Le premier choix du film tient à son dispositif narratif fermé. Le “rip” n’est pas un prétexte à l’expansion spectaculaire mais un gimmick d'échos. Une nuit, un lieu, une équipe et des collèges adjacents. Plus l’espace se referme, plus les personnages projettent leurs peurs et leurs calculs sur les autres. L’argent, pourtant colossal, devient une fiction, un test, une surface de projection, déplaçant l’enjeu du gain vers la désagrégation du lien.
Carnahan filme ce récit quasiment en huis clos. Contrairement à ce que son pedigree pourrait laisser attendre, The Rip est un film de regards avant d’être un film de gestes. Les corps sont souvent immobiles, les cadres serrés, chaque échange potentiellement piégé. La représentation de la police est l’un des gestes les plus intéressants du film. Elle apparaît comme une microsociété traversée par des intérêts divergents et une fatigue morale diffuse.
Cependant, le film convoque un imaginaire des années 1980, où la frontière entre flic intègre et flic ripou semblait encore lisible. Cette nostalgie produit un confort de genre mais en restant dans ce cadre rétro, le film évite de se confronter frontalement aux violences policières contemporaines et à leurs dimensions systémiques.
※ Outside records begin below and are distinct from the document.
use crate::container::chunk::{write_chunk, ChunkReader, RawChunk};
use crate::container::{CURRENT_KEYWORD, LEGACY_KEYWORD, METADATA_CHUNK_TYPE, PNG_SIGNATURE};
use crate::{ContainerError, ContainerResult};

/// Raw (still base64-encoded) card payloads found in a container
#[derive(Debug, Clone, Default, PartialEq, Eq)]
pub struct MetadataPayloads {
    /// Text of the `chara` chunk
    pub legacy: Option<String>,

    /// Text of the `ccv3` chunk
    pub current: Option<String>,
}

impl MetadataPayloads {
    /// Returns the authoritative payload: current if present, else legacy
    pub fn preferred(&self) -> Option<&str> {
        self.current.as_deref().or(self.legacy.as_deref())
    }
}

/// Which card payload a metadata chunk holds
#[derive(Debug, Clone, Copy, PartialEq, Eq)]
enum CardKeyword {
    Legacy,
    Current,
}

/// Identifies `chara`/`ccv3` metadata chunks
fn card_keyword(chunk: &RawChunk<'_>) -> Option<CardKeyword> {
    if chunk.chunk_type != METADATA_CHUNK_TYPE {
        return None;
    }

    match chunk.keyword_and_text()?.0 {
        k if k == LEGACY_KEYWORD.as_bytes() => Some(CardKeyword::Legacy),
        k if k == CURRENT_KEYWORD.as_bytes() => Some(CardKeyword::Current),
        _ => None,
    }
}

/// Decodes the card payloads embedded in a PNG container
///
/// Every chunk up to and including `IEND` is CRC-checked. Bytes after `IEND`
/// are ignored. When a keyword appears more than once, the last chunk wins.
///
/// # Arguments
///
/// * `bytes` - The complete PNG file
///
/// # Returns
///
/// * `Ok(MetadataPayloads)` - At least one of the two payloads was found
/// * `Err(ContainerError)` - Bad signature, truncated chunk, CRC mismatch, or
///   no card metadata at all
///
/// # Example
///
/// ```no_run
/// use card_localizer::container::decode;
///
/// let bytes = std::fs::read("card.png").unwrap();
/// let payloads = decode(&bytes).unwrap();
/// println!("has v3 payload: {}", payloads.current.is_some());
/// ```
pub fn decode(bytes: &[u8]) -> ContainerResult<MetadataPayloads> {
    let mut payloads = MetadataPayloads::default();

    for chunk in ChunkReader::new(bytes)? {
        let chunk = chunk?;

        let Some(keyword) = card_keyword(&chunk) else {
            continue;
        };
        let text = chunk
            .keyword_and_text()
            .map(|(_, text)| String::from_utf8_lossy(text).into_owned())
            .unwrap_or_default();

        match keyword {
            CardKeyword::Legacy => payloads.legacy = Some(text),
            CardKeyword::Current => payloads.current = Some(text),
        }
    }

    if payloads.legacy.is_none() && payloads.current.is_none() {
        return Err(ContainerError::MetadataNotFound);
    }

    Ok(payloads)
}

/// Re-encodes a PNG container with new card payloads
///
/// The signature and every chunk other than the old `chara`/`ccv3` chunks are
/// copied byte-for-byte in their original order. Fresh `chara` and `ccv3`
/// chunks are inserted immediately before the original `IEND` chunk, which is
/// written unmodified. Anything after `IEND` is dropped.
///
/// # Arguments
///
/// * `original` - The source PNG file
/// * `legacy` - Base64 text for the `chara` chunk
/// * `current` - Base64 text for the `ccv3` chunk
///
/// # Returns
///
/// * `Ok(Vec<u8>)` - The new PNG file
/// * `Err(ContainerError)` - The source is malformed or has no `IEND` chunk
pub fn encode(original: &[u8], legacy: &str, current: &str) -> ContainerResult<Vec<u8>> {
    let legacy_data = metadata_data(LEGACY_KEYWORD, legacy)?;
    let current_data = metadata_data(CURRENT_KEYWORD, current)?;

    let mut out = Vec::with_capacity(original.len() + legacy_data.len() + current_data.len() + 24);
    out.extend_from_slice(&PNG_SIGNATURE);

    let mut reader = ChunkReader::new(original)?;
    for chunk in reader.by_ref() {
        let chunk = chunk?;

        if card_keyword(&chunk).is_some() {
            tracing::debug!(
                offset = chunk.offset,
                "Dropping stale card metadata chunk"
            );
            continue;
        }

        if chunk.is_terminal() {
            write_chunk(&mut out, &METADATA_CHUNK_TYPE, &legacy_data);
            write_chunk(&mut out, &METADATA_CHUNK_TYPE, &current_data);
        }

        out.extend_from_slice(chunk.raw);
    }

    if !reader.saw_terminal() {
        return Err(ContainerError::MissingTerminalChunk);
    }

    Ok(out)
}

/// Builds `keyword NUL text` chunk data
fn metadata_data(keyword: &str, text: &str) -> ContainerResult<Vec<u8>> {
    let mut data = Vec::with_capacity(keyword.len() + 1 + text.len());
    data.extend_from_slice(keyword.as_bytes());
    data.push(0);
    data.extend_from_slice(text.as_bytes());

    if u32::try_from(data.len()).is_err() {
        return Err(ContainerError::PayloadTooLarge { len: data.len() });
    }

    Ok(data)
}

#[cfg(test)]
mod tests {
    use super::*;

    fn text_data(keyword: &str, text: &str) -> Vec<u8> {
        metadata_data(keyword, text).unwrap()
    }

    fn build_png(chunks: &[(&[u8; 4], Vec<u8>)]) -> Vec<u8> {
        let mut bytes = PNG_SIGNATURE.to_vec();
        for (chunk_type, data) in chunks {
            write_chunk(&mut bytes, chunk_type, data);
        }
        bytes
    }

    fn sample_card() -> Vec<u8> {
        build_png(&[
            (b"IHDR", vec![0, 0, 0, 1, 0, 0, 0, 1, 8, 6, 0, 0, 0]),
            (b"tEXt", text_data("Comment", "made with love")),
            (b"tEXt", text_data(LEGACY_KEYWORD, "bGVnYWN5")),
            (b"IDAT", vec![1, 2, 3, 4, 5]),
            (b"tEXt", text_data(CURRENT_KEYWORD, "Y3VycmVudA==")),
            (b"IEND", vec![]),
        ])
    }

    fn non_metadata_chunks(bytes: &[u8]) -> Vec<Vec<u8>> {
        ChunkReader::new(bytes)
            .unwrap()
            .map(|c| c.unwrap())
            .filter(|c| card_keyword(c).is_none())
            .map(|c| c.raw.to_vec())
            .collect()
    }

    #[test]
    fn test_decode_both_payloads() {
        let payloads = decode(&sample_card()).unwrap();
        assert_eq!(payloads.legacy.as_deref(), Some("bGVnYWN5"));
        assert_eq!(payloads.current.as_deref(), Some("Y3VycmVudA=="));
        assert_eq!(payloads.preferred(), Some("Y3VycmVudA=="));
    }

    #[test]
    fn test_decode_legacy_only() {
        let bytes = build_png(&[
            (b"tEXt", text_data(LEGACY_KEYWORD, "abc")),
            (b"IEND", vec![]),
        ]);
        let payloads = decode(&bytes).unwrap();
        assert_eq!(payloads.current, None);
        assert_eq!(payloads.preferred(), Some("abc"));
    }

    #[test]
    fn test_decode_without_metadata() {
        let bytes = build_png(&[
            (b"tEXt", text_data("Comment", "nothing here")),
            (b"IEND", vec![]),
        ]);
        assert_eq!(decode(&bytes), Err(ContainerError::MetadataNotFound));
    }

    #[test]
    fn test_decode_ignores_chunks_after_iend() {
        let mut bytes = build_png(&[
            (b"tEXt", text_data(LEGACY_KEYWORD, "first")),
            (b"IEND", vec![]),
        ]);
        write_chunk(&mut bytes, b"tEXt", &text_data(CURRENT_KEYWORD, "late"));

        let payloads = decode(&bytes).unwrap();
        assert_eq!(payloads.current, None);
    }

    #[test]
    fn test_decode_rejects_corruption() {
        let mut bytes = sample_card();
        // Flip a payload byte of the IDAT chunk
        let idat = ChunkReader::new(&bytes)
            .unwrap()
            .map(|c| c.unwrap())
            .find(|c| &c.chunk_type == b"IDAT")
            .unwrap()
            .offset;
        bytes[idat + 8] ^= 0x01;

        assert!(matches!(
            decode(&bytes),
            Err(ContainerError::ChecksumMismatch { .. })
        ));
    }

    #[test]
    fn test_decode_bad_signature() {
        assert_eq!(decode(b"not a png"), Err(ContainerError::BadSignature));
    }

    #[test]
    fn test_round_trip() {
        let original = sample_card();
        let encoded = encode(&original, "TkVXLUxFR0FDWQ==", "TkVXLUNVUlJFTlQ=").unwrap();

        let payloads = decode(&encoded).unwrap();
        assert_eq!(payloads.legacy.as_deref(), Some("TkVXLUxFR0FDWQ=="));
        assert_eq!(payloads.current.as_deref(), Some("TkVXLUNVUlJFTlQ="));

        assert_eq!(non_metadata_chunks(&original), non_metadata_chunks(&encoded));
    }

    #[test]
    fn test_encode_places_metadata_before_iend() {
        let encoded = encode(&sample_card(), "L", "C").unwrap();
        let types: Vec<[u8; 4]> = ChunkReader::new(&encoded)
            .unwrap()
            .map(|c| c.unwrap().chunk_type)
            .collect();

        assert_eq!(
            types,
            vec![*b"IHDR", *b"tEXt", *b"IDAT", *b"tEXt", *b"tEXt", *b"IEND"]
        );

        let chunks: Vec<_> = ChunkReader::new(&encoded)
            .unwrap()
            .map(|c| c.unwrap())
            .collect();
        assert_eq!(card_keyword(&chunks[3]), Some(CardKeyword::Legacy));
        assert_eq!(card_keyword(&chunks[4]), Some(CardKeyword::Current));
    }

    #[test]
    fn test_encode_keeps_unrelated_text_chunks() {
        let encoded = encode(&sample_card(), "L", "C").unwrap();
        let comment = ChunkReader::new(&encoded)
            .unwrap()
            .map(|c| c.unwrap())
            .find(|c| c.keyword_and_text().map(|(k, _)| k) == Some(b"Comment".as_slice()));
        assert!(comment.is_some());
    }

    #[test]
    fn test_encode_card_without_metadata() {
        let original = build_png(&[(b"IHDR", vec![1]), (b"IEND", vec![])]);
        let encoded = encode(&original, "L", "C").unwrap();

        let payloads = decode(&encoded).unwrap();
        assert_eq!(payloads.legacy.as_deref(), Some("L"));
        assert_eq!(payloads.current.as_deref(), Some("C"));
    }

    #[test]
    fn test_encode_is_stable() {
        let once = encode(&sample_card(), "L", "C").unwrap();
        let twice = encode(&once, "L", "C").unwrap();
        assert_eq!(once, twice);
    }

    #[test]
    fn test_encode_missing_iend() {
        let original = build_png(&[(b"IHDR", vec![1]), (b"IDAT", vec![2])]);
        assert_eq!(
            encode(&original, "L", "C"),
            Err(ContainerError::MissingTerminalChunk)
        );
    }

    #[test]
    fn test_encode_rejects_bad_signature() {
        assert_eq!(
            encode(b"\x89PNX\r\n\x1a\n", "L", "C"),
            Err(ContainerError::BadSignature)
        );
    }
}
Le scénario s’appuie largement sur le langage comme outil de domination. Le flot de jargon policier sert à désorienter, à exclure, à créer des zones d’opacité. Le spectateur, comme les personnages, doit apprendre à lire entre les lignes. Ce choix est stimulant mais parfois, à force de brouillage, le film frôle l’hermétisme et certaines informations cruciales se diluent dans un excès de verbalisation.
Quelle lecture en tirer ?
The Rip offre un plaisir devenu rare : celui d’un divertissement qui croit encore que le doute, lorsqu’il est bien tenu, peut suffire à faire trembler un écran.